#### Material provided
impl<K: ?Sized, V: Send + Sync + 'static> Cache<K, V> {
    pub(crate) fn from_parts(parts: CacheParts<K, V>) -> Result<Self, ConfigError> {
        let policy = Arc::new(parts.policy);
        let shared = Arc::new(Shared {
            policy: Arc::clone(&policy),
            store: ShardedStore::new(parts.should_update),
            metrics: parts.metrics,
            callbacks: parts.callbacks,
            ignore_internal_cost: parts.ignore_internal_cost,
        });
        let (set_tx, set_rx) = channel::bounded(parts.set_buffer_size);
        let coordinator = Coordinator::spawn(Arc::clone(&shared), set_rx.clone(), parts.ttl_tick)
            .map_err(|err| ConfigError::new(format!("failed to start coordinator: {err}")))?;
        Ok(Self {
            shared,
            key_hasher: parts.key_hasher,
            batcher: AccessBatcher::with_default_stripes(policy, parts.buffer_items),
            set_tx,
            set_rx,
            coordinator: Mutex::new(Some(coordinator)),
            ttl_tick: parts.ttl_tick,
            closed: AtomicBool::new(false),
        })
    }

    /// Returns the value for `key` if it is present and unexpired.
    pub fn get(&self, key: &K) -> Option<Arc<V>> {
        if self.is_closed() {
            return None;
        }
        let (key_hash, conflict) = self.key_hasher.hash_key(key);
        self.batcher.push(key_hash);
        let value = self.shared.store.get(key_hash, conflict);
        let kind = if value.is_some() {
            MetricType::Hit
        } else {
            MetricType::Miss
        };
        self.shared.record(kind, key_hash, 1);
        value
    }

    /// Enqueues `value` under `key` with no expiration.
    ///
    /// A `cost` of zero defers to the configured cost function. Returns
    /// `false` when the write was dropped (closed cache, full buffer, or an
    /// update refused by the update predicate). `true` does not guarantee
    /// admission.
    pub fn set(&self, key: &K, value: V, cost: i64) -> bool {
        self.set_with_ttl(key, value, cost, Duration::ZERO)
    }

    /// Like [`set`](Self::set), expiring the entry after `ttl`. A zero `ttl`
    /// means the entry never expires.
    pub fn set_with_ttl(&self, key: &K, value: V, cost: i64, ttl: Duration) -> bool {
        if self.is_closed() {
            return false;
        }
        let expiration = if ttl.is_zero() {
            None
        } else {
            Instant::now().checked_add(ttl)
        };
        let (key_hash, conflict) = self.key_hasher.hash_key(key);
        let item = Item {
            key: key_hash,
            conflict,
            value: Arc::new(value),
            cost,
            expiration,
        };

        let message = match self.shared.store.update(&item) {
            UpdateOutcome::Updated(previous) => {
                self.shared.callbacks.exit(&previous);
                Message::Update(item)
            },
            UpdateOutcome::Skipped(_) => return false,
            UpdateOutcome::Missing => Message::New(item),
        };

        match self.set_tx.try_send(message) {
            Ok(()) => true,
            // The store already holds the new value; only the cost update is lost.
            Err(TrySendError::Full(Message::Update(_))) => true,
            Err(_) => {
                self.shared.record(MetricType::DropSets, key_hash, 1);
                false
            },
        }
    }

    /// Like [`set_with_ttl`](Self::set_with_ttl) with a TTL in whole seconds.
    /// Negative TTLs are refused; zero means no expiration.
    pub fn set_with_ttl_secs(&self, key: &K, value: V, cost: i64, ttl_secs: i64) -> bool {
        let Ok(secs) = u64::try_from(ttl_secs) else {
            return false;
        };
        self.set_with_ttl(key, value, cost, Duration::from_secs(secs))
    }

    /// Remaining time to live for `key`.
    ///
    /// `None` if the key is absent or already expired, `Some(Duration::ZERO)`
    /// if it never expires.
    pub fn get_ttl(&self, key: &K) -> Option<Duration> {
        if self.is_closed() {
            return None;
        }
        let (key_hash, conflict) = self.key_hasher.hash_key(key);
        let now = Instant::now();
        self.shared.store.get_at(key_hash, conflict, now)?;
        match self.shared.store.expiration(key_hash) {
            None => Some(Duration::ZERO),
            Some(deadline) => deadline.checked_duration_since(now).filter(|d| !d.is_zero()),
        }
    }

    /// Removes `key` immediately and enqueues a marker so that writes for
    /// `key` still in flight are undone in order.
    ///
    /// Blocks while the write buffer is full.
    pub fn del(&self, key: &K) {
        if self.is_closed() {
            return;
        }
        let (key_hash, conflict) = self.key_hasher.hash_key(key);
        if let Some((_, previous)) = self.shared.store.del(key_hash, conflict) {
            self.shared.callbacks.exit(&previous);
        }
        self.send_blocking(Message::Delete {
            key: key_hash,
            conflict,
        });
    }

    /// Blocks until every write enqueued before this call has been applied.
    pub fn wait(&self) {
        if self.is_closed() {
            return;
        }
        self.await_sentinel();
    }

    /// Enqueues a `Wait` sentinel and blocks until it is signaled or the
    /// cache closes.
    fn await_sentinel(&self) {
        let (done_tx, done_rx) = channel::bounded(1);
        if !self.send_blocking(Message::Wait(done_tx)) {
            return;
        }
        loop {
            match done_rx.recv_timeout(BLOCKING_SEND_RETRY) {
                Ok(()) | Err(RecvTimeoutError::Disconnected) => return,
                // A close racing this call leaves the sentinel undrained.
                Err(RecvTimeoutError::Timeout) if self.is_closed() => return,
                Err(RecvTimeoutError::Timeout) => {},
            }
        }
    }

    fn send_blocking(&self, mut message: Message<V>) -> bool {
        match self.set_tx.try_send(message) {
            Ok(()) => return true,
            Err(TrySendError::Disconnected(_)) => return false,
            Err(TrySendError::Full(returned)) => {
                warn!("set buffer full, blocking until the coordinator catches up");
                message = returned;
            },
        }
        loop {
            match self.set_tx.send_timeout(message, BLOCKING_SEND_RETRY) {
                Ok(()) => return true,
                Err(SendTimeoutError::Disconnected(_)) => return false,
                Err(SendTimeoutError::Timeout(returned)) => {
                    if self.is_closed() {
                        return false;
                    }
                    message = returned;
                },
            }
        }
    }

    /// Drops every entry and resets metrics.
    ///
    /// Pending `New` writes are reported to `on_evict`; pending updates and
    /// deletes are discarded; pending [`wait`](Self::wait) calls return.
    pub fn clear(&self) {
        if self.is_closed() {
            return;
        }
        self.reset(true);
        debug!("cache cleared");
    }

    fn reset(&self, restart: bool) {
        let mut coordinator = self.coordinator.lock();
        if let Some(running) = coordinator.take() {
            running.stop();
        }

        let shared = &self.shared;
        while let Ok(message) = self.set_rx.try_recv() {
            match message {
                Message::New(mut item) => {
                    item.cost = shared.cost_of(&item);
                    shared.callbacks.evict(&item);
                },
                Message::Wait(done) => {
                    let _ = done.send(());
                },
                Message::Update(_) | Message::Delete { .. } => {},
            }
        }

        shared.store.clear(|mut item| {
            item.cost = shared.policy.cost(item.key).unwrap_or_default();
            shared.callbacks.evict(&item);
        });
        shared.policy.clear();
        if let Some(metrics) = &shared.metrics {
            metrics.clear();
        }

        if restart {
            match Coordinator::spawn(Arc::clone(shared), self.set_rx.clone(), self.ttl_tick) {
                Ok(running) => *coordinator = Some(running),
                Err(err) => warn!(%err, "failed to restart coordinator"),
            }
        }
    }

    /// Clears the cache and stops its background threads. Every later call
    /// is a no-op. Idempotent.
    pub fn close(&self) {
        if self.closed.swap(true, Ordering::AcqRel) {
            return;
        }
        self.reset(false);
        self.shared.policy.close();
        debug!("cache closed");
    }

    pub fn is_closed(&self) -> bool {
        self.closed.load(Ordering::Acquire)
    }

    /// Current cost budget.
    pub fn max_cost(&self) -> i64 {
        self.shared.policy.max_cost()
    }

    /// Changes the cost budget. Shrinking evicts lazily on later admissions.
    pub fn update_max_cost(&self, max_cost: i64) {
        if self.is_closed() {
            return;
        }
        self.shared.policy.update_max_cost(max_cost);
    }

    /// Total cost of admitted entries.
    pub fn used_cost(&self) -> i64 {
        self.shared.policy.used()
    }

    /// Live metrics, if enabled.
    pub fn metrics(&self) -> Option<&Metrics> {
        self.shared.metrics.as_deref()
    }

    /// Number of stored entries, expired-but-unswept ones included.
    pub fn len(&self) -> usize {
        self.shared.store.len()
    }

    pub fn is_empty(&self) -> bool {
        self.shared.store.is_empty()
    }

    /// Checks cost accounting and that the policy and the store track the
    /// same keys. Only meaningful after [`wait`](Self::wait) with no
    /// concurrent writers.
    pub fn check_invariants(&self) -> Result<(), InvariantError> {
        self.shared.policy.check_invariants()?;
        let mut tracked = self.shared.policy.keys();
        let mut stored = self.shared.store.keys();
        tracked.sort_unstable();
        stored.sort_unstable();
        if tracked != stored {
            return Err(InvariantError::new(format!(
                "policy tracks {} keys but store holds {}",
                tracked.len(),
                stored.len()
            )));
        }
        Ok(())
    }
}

#### Your assignment
Copy all lines of the listing above that contain the string "warn".

#### Reply
                warn!("set buffer full, blocking until the coordinator catches up");
                Err(err) => warn!(%err, "failed to restart coordinator"),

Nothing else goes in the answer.